Mr. Start ascended to captain of the homicide unit in the 1960s, a role in which he often was interviewed by local media.



Jay Start remembered his father and he attending a Steelers game in 1969 — a ritual the two kept until Jay left for college — when his father received an emergency message, telling him that police had tracked down a suspect wanted for killing a police officer.



Mr. Start hustled his son into the car, loaded the M1 carbine he had in the trunk and told him: “You’re going to have to come with me. We got Stanley.”



“Here we were flying up Route 28, and my eyes were as big as saucers!” Jay Start said. The alert, though, was a false alarm, but it was a memory that Jay said he won’t forget.



Despite Mr. Start’s active professional life, his family remembered him as the kind of father who made it to every Little League game and chorus concert —even if it meant returning to work afterward.
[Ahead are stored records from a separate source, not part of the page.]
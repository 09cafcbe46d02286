//! 工作集条目的视图状态：slotmap 仲裁 + 模型顺序
//!
//! 条目用稳定 id 关联文件引用与视图状态，路径索引用于按事件里的
//! 文件定位条目；找不到时一律静默跳过（文件可能已被移除）。

use rustc_hash::FxHashMap;
use slotmap::{new_key_type, SlotMap};
use std::path::{Path, PathBuf};

use crate::models::FileRef;

new_key_type! { pub struct ItemId; }

/// 关联文件链接：展示路径相对项目根，提示串是两文件间的相对引用
#[derive(Debug, Clone, PartialEq, Eq)]
pub struct RelatedLink {
    pub file: FileRef,
    pub display: String,
    pub tooltip: String,
}

/// 状态小图标；只有脏或可关闭时才存在
#[derive(Debug, Clone, Copy, PartialEq, Eq)]
pub struct StatusIcon {
    pub dirty: bool,
    pub can_close: bool,
}

#[derive(Debug, Clone)]
pub struct ItemState {
    pub file: FileRef,
    pub selected: bool,
    pub expanded: bool,
    pub related_loading: bool,
    pub has_related: bool,
    pub icon: Option<StatusIcon>,
    pub panel: Vec<RelatedLink>,
}

impl ItemState {
    fn new(file: FileRef, is_dirty: bool) -> Self {
        Self {
            file,
            selected: false,
            expanded: false,
            related_loading: false,
            has_related: false,
            icon: is_dirty.then_some(StatusIcon {
                dirty: true,
                can_close: false,
            }),
            panel: Vec::new(),
        }
    }

    pub fn is_dirty(&self) -> bool {
        self.icon.map(|i| i.dirty).unwrap_or(false)
    }

    pub fn can_close(&self) -> bool {
        self.icon.map(|i| i.can_close).unwrap_or(false)
    }
}

#[derive(Default)]
pub struct ItemList {
    arena: SlotMap<ItemId, ItemState>,
    order: Vec<ItemId>,
    id_by_path: FxHashMap<PathBuf, ItemId>,
}

impl ItemList {
    pub fn new() -> Self {
        Self::default()
    }

    pub fn len(&self) -> usize {
        self.order.len()
    }

    pub fn is_empty(&self) -> bool {
        self.order.is_empty()
    }

    pub fn clear(&mut self) {
        self.arena.clear();
        self.order.clear();
        self.id_by_path.clear();
    }

    pub fn ids(&self) -> impl Iterator<Item = ItemId> + '_ {
        self.order.iter().copied()
    }

    pub fn get(&self, id: ItemId) -> Option<&ItemState> {
        self.arena.get(id)
    }

    pub fn get_mut(&mut self, id: ItemId) -> Option<&mut ItemState> {
        self.arena.get_mut(id)
    }

    pub fn id_for_path(&self, path: &Path) -> Option<ItemId> {
        self.id_by_path.get(path).copied()
    }

    /// 末尾追加；同一路径已有条目时返回已有 id
    pub fn push(&mut self, file: FileRef, is_dirty: bool) -> ItemId {
        if let Some(id) = self.id_for_path(file.full_path()) {
            return id;
        }
        let path = file.full_path().to_path_buf();
        let id = self.arena.insert(ItemState::new(file, is_dirty));
        self.order.push(id);
        self.id_by_path.insert(path, id);
        id
    }

    /// 按路径移除；不存在时静默返回 None
    pub fn remove(&mut self, path: &Path) -> Option<ItemId> {
        let id = self.id_by_path.remove(path)?;
        self.arena.remove(id);
        self.order.retain(|other| *other != id);
        Some(id)
    }

    /// 图标随 (dirty, can_close) 懒创建、双假时销毁
    pub fn set_status(&mut self, id: ItemId, is_dirty: bool, can_close: bool) {
        let Some(item) = self.arena.get_mut(id) else {
            return;
        };
        item.icon = (is_dirty || can_close).then_some(StatusIcon {
            dirty: is_dirty,
            can_close,
        });
    }

    pub fn paths(&self) -> Vec<PathBuf> {
        self.order
            .iter()
            .filter_map(|id| self.arena.get(*id))
            .map(|item| item.file.full_path().to_path_buf())
            .collect()
    }

    pub fn selected_count(&self) -> usize {
        self.arena.values().filter(|item| item.selected).count()
    }
}

#[cfg(test)]
#[path = "../../../tests/unit/views/working_set/items.rs"]
mod tests;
“He lived life to its fullest, everything he did,” Jay Start said. “He was a good man, and I had no complaints. He was a great dad, and he’d do anything for his grandkids.”



In addition to his wife, Sue, and son, Jay, Mr. Start is survived by his son, Dr. Jefrey Start of Erie, and 10 grandchildren.



Funeral services will be held at 11 a.m. today in Richard D. Cole Funeral Home in Sewickley. Interment will follow in St. James Cemetery, Sewickley.